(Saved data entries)
#[derive(Debug, Default)]
struct Inner {
    slots: HashMap<EntityKind, Slot>,
    repairs: Vec<RepairOutcome>,
}

pub struct StateStore {
    root: PathBuf,
    project_name: String,
    auto_repair: bool,
    excerpt_chars: usize,
    oracle: Arc<dyn RepairOracle>,
    inner: Mutex<Inner>,
}

impl StateStore {
    pub fn new(root: impl AsRef<Path>, oracle: Arc<dyn RepairOracle>) -> Self {
        let root = root.as_ref().to_path_buf();
        let project_name = root
            .file_name()
            .map(|n| n.to_string_lossy().into_owned())
            .unwrap_or_else(|| "未命名小说".to_string());
        Self {
            root,
            project_name,
            auto_repair: true,
            excerpt_chars: 2000,
            oracle,
            inner: Mutex::new(Inner::default()),
        }
    }

    pub fn from_config(
        root: impl AsRef<Path>,
        section: &StoreSection,
        oracle: Arc<dyn RepairOracle>,
    ) -> Self {
        Self::new(root, oracle)
            .with_auto_repair(section.auto_repair)
            .with_excerpt_chars(section.repair_excerpt_chars)
    }

    pub fn with_auto_repair(mut self, enabled: bool) -> Self {
        self.auto_repair = enabled;
        self
    }

    pub fn with_excerpt_chars(mut self, chars: usize) -> Self {
        self.excerpt_chars = chars;
        self
    }

    pub fn root(&self) -> &Path {
        &self.root
    }

    pub fn project_name(&self) -> &str {
        &self.project_name
    }

    pub fn entity_path(&self, kind: EntityKind) -> PathBuf {
        self.root.join(kind.file_name())
    }

    /// 热重载检查后返回文档
    pub async fn get(&self, kind: EntityKind) -> Result<Value, StoreError> {
        let mut guard = self.inner.lock().await;
        let slot = self.refresh(&mut guard, kind).await?;
        Ok(slot.doc.clone())
    }

    /// 当前缓存（不触发热重载）
    pub async fn cached(&self, kind: EntityKind) -> Value {
        let mut guard = self.inner.lock().await;
        self.slot_mut(&mut guard.slots, kind).doc.clone()
    }

    /// 深度合并后立即落盘。落盘失败返回 Persist，但内存中的合并结果保留
    pub async fn update(&self, kind: EntityKind, patch: Value) -> Result<(), StoreError> {
        if !patch.is_object() {
            return Err(StoreError::Rejected {
                entity: kind,
                reason: "update payload must be a mapping".to_string(),
            });
        }
        self.modify(kind, |doc| {
            deep_merge(doc, &patch);
            Ok(())
        })
        .await
    }

    /// 将当前缓存写盘；文件处于损坏冻结状态时拒绝覆盖
    pub async fn save(&self, kind: EntityKind) -> Result<(), StoreError> {
        self.modify(kind, |_| Ok(())).await
    }

    /// 点路径查找，如 `setting.config.chapter_words`；首段为实体名，任一段缺失返回 default
    pub async fn lookup(&self, path: &str, default: Value) -> Result<Value, StoreError> {
        let (head, rest) = path.split_once('.').unwrap_or((path, ""));
        let Some(kind) = EntityKind::from_key(head) else {
            return Ok(default);
        };
        let mut guard = self.inner.lock().await;
        let slot = self.refresh(&mut guard, kind).await?;
        Ok(lookup_path(&slot.doc, rest)
            .filter(|v| !v.is_null())
            .cloned()
            .unwrap_or(default))
    }

    pub async fn setting(&self) -> Result<SettingView, StoreError> {
        Ok(SettingView::from_document(&self.get(EntityKind::Setting).await?))
    }

    pub async fn author(&self) -> Result<AuthorProfile, StoreError> {
        Ok(AuthorProfile::from_document(&self.get(EntityKind::AuthorProfile).await?))
    }

    pub async fn history(&self) -> Result<History, StoreError> {
        Ok(History::from_document(&self.get(EntityKind::History).await?))
    }

    pub async fn reviews(&self) -> Result<Vec<ReviewRecord>, StoreError> {
        Ok(reviews_from_document(&self.get(EntityKind::ReviewLog).await?))
    }

    pub async fn setting_digest(&self) -> Result<String, StoreError> {
        Ok(render_setting_digest(&self.get(EntityKind::Setting).await?))
    }

    /// 追加一章摘要记录（History.chapters 只追加）
    pub async fn append_chapter(&self, record: &ChapterRecord) -> Result<(), StoreError> {
        let value = serde_json::to_value(record)?;
        self.modify(EntityKind::History, |doc| push_to_list(doc, "chapters", value))
            .await
    }

    pub async fn append_review(&self, record: &ReviewRecord) -> Result<(), StoreError> {
        let value = serde_json::to_value(record)?;
        self.modify(EntityKind::ReviewLog, |doc| push_to_list(doc, "reviews", value))
            .await
    }

    pub async fn append_evolution_event(&self, event: &EvolutionEvent) -> Result<(), StoreError> {
        let value = serde_json::to_value(event)?;
        self.modify(EntityKind::AuthorProfile, |doc| {
            push_to_list(doc, "evolution", value)
        })
        .await
    }

    /// 压缩后替换活动章节窗口与滚动摘要；唯一允许缩短 chapters 的操作
    pub async fn replace_active_window(
        &self,
        rolling_summary: &str,
        tail: &[ChapterRecord],
    ) -> Result<(), StoreError> {
        let tail = serde_json::to_value(tail)?;
        let summary = rolling_summary.to_string();
        self.modify(EntityKind::History, move |doc| {
            let existing = doc
                .get("chapters")
                .and_then(Value::as_array)
                .map_or(0, Vec::len);
            let kept = tail.as_array().map_or(0, Vec::len);
            if existing > 0 && kept == 0 {
                return Err("active window must keep at least one chapter".to_string());
            }
            if kept < existing && summary.trim().is_empty() {
                return Err("evicted chapters must be folded into a non-empty rolling summary".to_string());
            }
            deep_merge(
                doc,
                &serde_json::json!({"rolling_summary": summary, "chapters": tail}),
            );
            Ok(())
        })
        .await
    }

    /// 章节正文：`chapters/第{n}章_{标题}.txt`，无标题时 `Chapter_{n}.txt`
    pub async fn save_chapter_text(
        &self,
        chapter: u32,
        content: &str,
        title: Option<&str>,
    ) -> Result<PathBuf, StoreError> {
        let dir = self.root.join("chapters");
        fs::create_dir_all(&dir).await.map_err(|source| StoreError::Io {
            path: dir.clone(),
            source,
        })?;
        let safe_title: Option<String> = title
            .map(|t| {
                t.chars()
                    .filter(|c| !matches!(c, '\\' | '/' | '*' | '?' | ':' | '"' | '<' | '>' | '|'))
                    .collect::<String>()
                    .trim()
                    .to_string()
            })
            .filter(|t| !t.is_empty());
        let file_name = match safe_title {
            Some(t) => format!("第{}章_{}.txt", chapter, t),
            None => format!("Chapter_{}.txt", chapter),
        };
        let path = dir.join(file_name);
        fs::write(&path, content)
            .await
            .map_err(|source| StoreError::Io {
                path: path.clone(),
                source,
            })?;
        tracing::info!("saved chapter {} to {}", chapter, path.display());
        Ok(path)
    }

    /// 修复记录（按发生顺序）
    pub async fn repairs(&self) -> Vec<RepairOutcome> {
        self.inner.lock().await.repairs.clone()
    }

    /// 某实体实际从磁盘读取的次数
    pub async fn disk_reads(&self, kind: EntityKind) -> usize {
        let mut guard = self.inner.lock().await;
        self.slot_mut(&mut guard.slots, kind).disk_reads
    }

    /// 热重载 → 原地修改 → 落盘。修改被拒绝时不写盘
    async fn modify<F>(&self, kind: EntityKind, f: F) -> Result<(), StoreError>
    where
        F: FnOnce(&mut Value) -> Result<(), String>,
    {
        let mut guard = self.inner.lock().await;
        let slot = self.refresh(&mut guard, kind).await?;
        let mut next = slot.doc.clone();
        f(&mut next).map_err(|reason| StoreError::Rejected { entity: kind, reason })?;
        slot.doc = next;
        Self::persist(kind, slot).await
    }

    fn slot_mut<'a>(&self, slots: &'a mut HashMap<EntityKind, Slot>, kind: EntityKind) -> &'a mut Slot {
        slots
            .entry(kind)
            .or_insert_with(|| Slot::new(self.entity_path(kind), kind.skeleton(&self.project_name)))
    }

    /// 热重载检查；返回刷新后的槽
    async fn refresh<'a>(&self, inner: &'a mut Inner, kind: EntityKind) -> Result<&'a mut Slot, StoreError> {
        let Inner { slots, repairs } = inner;
        let slot = self.slot_mut(slots, kind);

        let meta = match fs::metadata(&slot.path).await {
            Ok(meta) => meta,
            Err(e) if e.kind() == std::io::ErrorKind::NotFound => {
                self.handle_missing(kind, slot, repairs).await;
                return Ok(slot);
            }
            Err(source) => {
                if slot.loaded {
                    tracing::warn!("cannot stat {}: {}; serving cached {}", slot.path.display(), source, kind);
                    return Ok(slot);
                }
                return Err(StoreError::Io {
                    path: slot.path.clone(),
                    source,
                });
            }
        };
        let mtime = meta.modified().ok();

        if slot.loaded && mtime.is_some() && slot.mtime == mtime {
            return Ok(slot);
        }
        if let Some((frozen_mtime, reason)) = &slot.frozen {
            if *frozen_mtime == mtime {
                return Err(StoreError::CorruptState {
                    entity: kind,
                    path: slot.path.clone(),
                    reason: reason.clone(),
                });
            }
        }

        let raw = fs::read_to_string(&slot.path)
            .await
            .map_err(|source| StoreError::Io {
                path: slot.path.clone(),
                source,
            })?;
        slot.disk_reads += 1;

        let parse_error = match serde_json::from_str::<Value>(&raw) {
            Ok(doc) if doc.is_object() => {
                if slot.loaded {
                    tracing::debug!("{} changed on disk, reloaded", kind);
                }
                slot.doc = doc;
                slot.mtime = mtime;
                slot.loaded = true;
                slot.frozen = None;
                return Ok(slot);
            }
            Ok(_) => "top-level value is not a mapping".to_string(),
            Err(e) => e.to_string(),
        };

        tracing::error!("failed to parse {}: {}", slot.path.display(), parse_error);
        self.repair_corrupt(kind, slot, repairs, &raw, mtime, parse_error)
            .await?;
        Ok(slot)
    }

    async fn handle_missing(&self, kind: EntityKind, slot: &mut Slot, repairs: &mut Vec<RepairOutcome>) {
        if !self.auto_repair {
            if !slot.loaded {
                tracing::warn!("{} not found and auto repair disabled, using defaults", slot.path.display());
                slot.loaded = true;
            }
            return;
        }
        if slot.loaded {
            // 加载后被外部删除：用缓存内容重建
            tracing::warn!("{} disappeared, restoring cached {}", slot.path.display(), kind);
            if let Err(e) = Self::persist(kind, slot).await {
                tracing::error!("{}", e);
            }
            return;
        }

        tracing::info!("{} missing, creating skeleton", slot.path.display());
        let mut doc = kind.skeleton(&self.project_name);
        let mut path = RepairPath::StaticDefault;
        if kind == EntityKind::Setting {
            let request = RepairRequest::Skeleton {
                entity: kind,
                project_name: self.project_name.clone(),
            };
            match self.oracle.attempt(&request).await {
                Some(generated) => {
                    deep_merge(&mut doc, &generated);
                    path = RepairPath::OracleSkeleton;
                }
                None => tracing::warn!("skeleton generation failed, using static default for {}", kind),
            }
        }
        slot.doc = doc;
        slot.loaded = true;
        repairs.push(RepairOutcome {
            entity: kind,
            path,
            at: Utc::now(),
        });
        if let Err(e) = Self::persist(kind, slot).await {
            tracing::error!("{}", e);
        }
    }

    async fn repair_corrupt(
        &self,
        kind: EntityKind,
        slot: &mut Slot,
        repairs: &mut Vec<RepairOutcome>,
        raw: &str,
        mtime: Option<SystemTime>,
        parse_error: String,
    ) -> Result<(), StoreError> {
        let fixed = if self.auto_repair {
            let request = RepairRequest::FixSyntax {
                entity: kind,
                excerpt: raw.chars().take(self.excerpt_chars).collect(),
                parse_error: parse_error.clone(),
            };
            self.oracle.attempt(&request).await.filter(Value::is_object)
        } else {
            None
        };

        match fixed {
            Some(doc) => {
                tracing::info!("repaired {}", slot.path.display());
                slot.doc = doc;
                slot.loaded = true;
                slot.frozen = None;
                repairs.push(RepairOutcome {
                    entity: kind,
                    path: RepairPath::OracleFixed,
                    at: Utc::now(),
                });
                if let Err(e) = Self::persist(kind, slot).await {
                    tracing::error!("{}", e);
                }
                Ok(())
            }
            None => {
                repairs.push(RepairOutcome {
                    entity: kind,
                    path: RepairPath::Failed,
                    at: Utc::now(),
                });
                slot.frozen = Some((mtime, parse_error.clone()));
                Err(StoreError::CorruptState {
                    entity: kind,
                    path: slot.path.clone(),
                    reason: parse_error,
                })
            }
        }
    }

    /// 先写临时文件再 rename，避免写到一半留下无法解析的文件
    async fn persist(kind: EntityKind, slot: &mut Slot) -> Result<(), StoreError> {
        let body = serde_json::to_string_pretty(&slot.doc)?;
        let to_err = |source| StoreError::Persist {
            entity: kind,
            path: slot.path.clone(),
            source,
        };
        if let Some(parent) = slot.path.parent() {
            fs::create_dir_all(parent).await.map_err(to_err)?;
        }
        let tmp = slot.path.with_extension("json.tmp");
        fs::write(&tmp, body).await.map_err(to_err)?;
        fs::rename(&tmp, &slot.path).await.map_err(to_err)?;
        slot.mtime = fs::metadata(&slot.path)
            .await
            .ok()
            .and_then(|m| m.modified().ok());
        slot.frozen = None;
        Ok(())
    }
}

Work to complete
Look for the string "Option" in the entries above. Copy every line that has it.

Output of the exercise
        title: Option<&str>,
        let safe_title: Option<String> = title
        mtime: Option<SystemTime>,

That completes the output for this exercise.